What do scientists at Porton Down working to keep the country safe against risks to our safety and conservationists at Natural England focused on protecting our natural world have in common? The answer is that they will be taking industrial action today, thousands of them for the first time.

Our members are highly-skilled specialists and experts: fascinating people doing fascinating things. They are the scientists, engineers, climate scientists and many more who protect, defend and keep us safe. But they have been pushed to breaking point by this government. 

Prospect members love their vocations – but they simply cannot accept their incomes falling every year as their workload grows. Since 2010, their pay has been cut in real terms by up to 26%, meaning those workers hit hardest are earning just 74p for every £1 they earned 13 years ago. This isn’t a case of one hard year. Instead, the current cost-of-living crisis has pushed our members to breaking point after years of their wages failing to keep up with prices. 

We have tried to engage with this government again and again on the issue of public sector pay, but their refusal to put anything on the table has given our members no other option but to take industrial action. Our members have been forced into this action by a government that not only refuses to pay them fairly but proposes cuts to their redundancy terms at the same time as threatening tens of thousands of job cuts. 

It will come as little surprise, therefore, that the mandate for action is overwhelming. More than seven in ten members across our public service branches participated in the ballot, with 80% voting for strike action and 92% voting for action short of a strike. This is a referendum of discontent and should be a stimulus for urgent ministerial action, as opposed to apparent indifference.

As a trade unionist, let me be crystal clear. Nobody wants to go on strike. Nobody wants to lose a day’s pay. Nobody wants to cause disruption for the sake of it. Our members are dedicated public servants, but they are fed up with being undermined and underpaid. This dispute is about pay, but it is also about how public servants are being treated in this country.

My offer to clear my diary to meet with the paymaster general for intensive discussions was met with silence for ten days, before a cursory response offered no meeting – let alone an improved deal. Striking is a last resort for our members, but it seems that the government has no interest in coming to the table and hammering out a resolution to this long-brewing dispute. 

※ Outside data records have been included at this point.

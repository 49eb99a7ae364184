use std::{
    io::ErrorKind,
    path::{Path, PathBuf},
};

use anyhow::Context;
use serde::{Deserialize, Serialize};
use time::OffsetDateTime;
use tokio::fs;
use tracing::{debug, warn};

use crate::error::{AppError, AppResult};

pub const PUBLIC_PREFIX: &str = "/uploads";
pub const PROFILE_PICTURES_DIR: &str = "profile-pictures";

/// Which upload directory a file lives in.
#[derive(Debug, Clone, Copy, PartialEq, Eq)]
pub enum Area {
    Shared,
    ProfilePictures,
}

/// Local disk storage rooted at the configured upload directory.
#[derive(Debug, Clone)]
pub struct DiskStorage {
    root: PathBuf,
    profile_dir: PathBuf,
}

#[derive(Debug, Clone, Serialize, Deserialize)]
#[serde(rename_all = "camelCase")]
pub struct FileInfo {
    pub filename: String,
    pub size: u64,
    pub extension: String,
    #[serde(with = "time::serde::rfc3339")]
    pub created: OffsetDateTime,
    #[serde(with = "time::serde::rfc3339")]
    pub modified: OffsetDateTime,
    pub url: String,
}

/// Rejects anything that could step outside the upload directory.
pub fn check_filename(name: &str) -> AppResult<&str> {
    if name.is_empty()
        || name.contains("..")
        || name.contains('/')
        || name.contains('\\')
        || name.contains('\0')
    {
        return Err(AppError::bad_request("Invalid filename"));
    }
    Ok(name)
}

impl DiskStorage {
    /// Creates the upload directories if they are missing.
    pub async fn init(root: impl Into<PathBuf>) -> anyhow::Result<Self> {
        let root = root.into();
        let profile_dir = root.join(PROFILE_PICTURES_DIR);
        fs::create_dir_all(&profile_dir)
            .await
            .with_context(|| format!("create upload dir {}", profile_dir.display()))?;
        debug!(root = %root.display(), "upload storage ready");
        Ok(Self { root, profile_dir })
    }

    pub fn dir(&self, area: Area) -> &Path {
        match area {
            Area::Shared => &self.root,
            Area::ProfilePictures => &self.profile_dir,
        }
    }

    /// Callers pass generated names or names that passed [`check_filename`].
    pub fn path_of(&self, area: Area, filename: &str) -> PathBuf {
        self.dir(area).join(filename)
    }

    pub fn public_url(area: Area, filename: &str) -> String {
        match area {
            Area::Shared => format!("{PUBLIC_PREFIX}/{filename}"),
            Area::ProfilePictures => format!("{PUBLIC_PREFIX}/{PROFILE_PICTURES_DIR}/{filename}"),
        }
    }

    /// Maps a stored public URL back to a path on disk. Unknown or unsafe references yield `None`.
    pub fn resolve_public_url(&self, url: &str) -> Option<PathBuf> {
        let profile_prefix = format!("{PUBLIC_PREFIX}/{PROFILE_PICTURES_DIR}/");
        let shared_prefix = format!("{PUBLIC_PREFIX}/");
        let (area, name) = if let Some(name) = url.strip_prefix(&profile_prefix) {
            (Area::ProfilePictures, name)
        } else if let Some(name) = url.strip_prefix(&shared_prefix) {
            (Area::Shared, name)
        } else {
            return None;
        };
        check_filename(name).ok()?;
        Some(self.path_of(area, name))
    }

    pub async fn create_new(&self, path: &Path) -> anyhow::Result<fs::File> {
        fs::OpenOptions::new()
            .write(true)
            .create_new(true)
            .open(path)
            .await
            .with_context(|| format!("create {}", path.display()))
    }

    /// Deletes `path`, tolerating a file that is already gone. Other failures
    /// are logged and swallowed. Returns whether a file was removed.
    pub async fn remove_if_exists(&self, path: &Path) -> bool {
        match fs::remove_file(path).await {
            Ok(()) => {
                debug!(path = %path.display(), "file removed");
                true
            }
            Err(e) if e.kind() == ErrorKind::NotFound => false,
            Err(e) => {
                warn!(error = %e, path = %path.display(), "file cleanup failed");
                false
            }
        }
    }

    /// Deletes a file in the shared directory. `Ok(false)` when it does not exist.
    pub async fn delete_shared(&self, filename: &str) -> AppResult<bool> {
        let name = check_filename(filename)?;
        let path = self.path_of(Area::Shared, name);
        match fs::metadata(&path).await {
            Ok(meta) if meta.is_file() => {}
            _ => return Ok(false),
        }
        match fs::remove_file(&path).await {
            Ok(()) => Ok(true),
            Err(e) if e.kind() == ErrorKind::NotFound => Ok(false),
            Err(e) => Err(anyhow::Error::new(e)
                .context(format!("delete {}", path.display()))
                .into()),
        }
    }

    /// Metadata for a file in the shared directory. `Ok(None)` when it does not exist.
    pub async fn stat_shared(&self, filename: &str) -> AppResult<Option<FileInfo>> {
        let name = check_filename(filename)?;
        let path = self.path_of(Area::Shared, name);
        let meta = match fs::metadata(&path).await {
            Ok(meta) if meta.is_file() => meta,
            Ok(_) => return Ok(None),
            Err(e) if e.kind() == ErrorKind::NotFound => return Ok(None),
            Err(e) => {
                return Err(anyhow::Error::new(e)
                    .context(format!("stat {}", path.display()))
                    .into())
            }
        };

        let modified = meta
            .modified()
            .map(OffsetDateTime::from)
            .context("read mtime")?;
        // Not every filesystem records birth time.
        let created = meta.created().map(OffsetDateTime::from).unwrap_or(modified);
        let extension = Path::new(name)
            .extension()
            .map(|e| format!(".{}", e.to_string_lossy()))
            .unwrap_or_default();

        Ok(Some(FileInfo {
            filename: name.to_string(),
            size: meta.len(),
            extension,
            created,
            modified,
            url: Self::public_url(Area::Shared, name),
        }))
    }
}

#[cfg(test)]
mod tests {
    use super::*;

    #[test]
    fn traversal_payloads_are_rejected() {
        for bad in ["", "..", "../secret", "..%2Fsecret", "a/b", "a\\b", "x\0y", "...."] {
            assert!(check_filename(bad).is_err(), "{bad:?} should be rejected");
        }
        assert_eq!(check_filename("files-1-2-3.png").unwrap(), "files-1-2-3.png");
    }

    #[tokio::test]
    async fn init_creates_both_directories() {
        let tmp = tempfile::tempdir().unwrap();
        let root = tmp.path().join("nested").join("uploads");
        let storage = DiskStorage::init(&root).await.unwrap();
        assert!(storage.dir(Area::Shared).is_dir());
        assert!(storage.dir(Area::ProfilePictures).is_dir());
    }

    #[tokio::test]
    async fn public_urls_round_trip_to_paths() {
        let tmp = tempfile::tempdir().unwrap();
        let storage = DiskStorage::init(tmp.path()).await.unwrap();

        let url = DiskStorage::public_url(Area::ProfilePictures, "pic.png");
        assert_eq!(url, "/uploads/profile-pictures/pic.png");
        assert_eq!(
            storage.resolve_public_url(&url),
            Some(tmp.path().join(PROFILE_PICTURES_DIR).join("pic.png"))
        );
        assert_eq!(
            storage.resolve_public_url("/uploads/doc.pdf"),
            Some(tmp.path().join("doc.pdf"))
        );
        assert_eq!(storage.resolve_public_url("/uploads/profile-pictures/../x"), None);
        assert_eq!(storage.resolve_public_url("/etc/passwd"), None);
    }

    #[tokio::test]
    async fn remove_if_exists_tolerates_missing_files() {
        let tmp = tempfile::tempdir().unwrap();
        let storage = DiskStorage::init(tmp.path()).await.unwrap();
        let path = storage.path_of(Area::Shared, "gone.txt");
        assert!(!storage.remove_if_exists(&path).await);

        fs::write(&path, b"data").await.unwrap();
        assert!(storage.remove_if_exists(&path).await);
        assert!(!fs::try_exists(&path).await.unwrap());
    }

    #[tokio::test]
    async fn stat_and_delete_shared_files() {
        let tmp = tempfile::tempdir().unwrap();
        let storage = DiskStorage::init(tmp.path()).await.unwrap();
        fs::write(storage.path_of(Area::Shared, "report.pdf"), b"%PDF-1.4")
            .await
            .unwrap();

        let info = storage.stat_shared("report.pdf").await.unwrap().unwrap();
        assert_eq!(info.size, 8);
        assert_eq!(info.extension, ".pdf");
        assert_eq!(info.url, "/uploads/report.pdf");

        assert!(storage.stat_shared("missing.pdf").await.unwrap().is_none());
        // The profile-pictures directory is not a file.
        assert!(storage.stat_shared(PROFILE_PICTURES_DIR).await.unwrap().is_none());

        assert!(storage.delete_shared("report.pdf").await.unwrap());
        assert!(!storage.delete_shared("report.pdf").await.unwrap());
        assert!(!storage.delete_shared(PROFILE_PICTURES_DIR).await.unwrap());
        assert!(storage.dir(Area::ProfilePictures).is_dir());
    }
}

Instead, cabinet members seem to be taking corporate leadership lessons from Elon Musk, sending out emails to Conservative Party members decrying those who work for them as a “blob”, deflecting blame for their own policy failures onto hard-working staff who can’t answer back. In my view, leadership is about taking responsibility – not passing the buck. 

Today’s Budget provides the opportunity for the government to stop kicking the can down the road and make the civil service a world-class, attractive employer once again, with pay that ensures we have departments able to attract and retain the very best people to help our country meet the generational challenges we are facing. The Chancellor must take that opportunity or every word that is uttered about valuing civil servants rings hollow.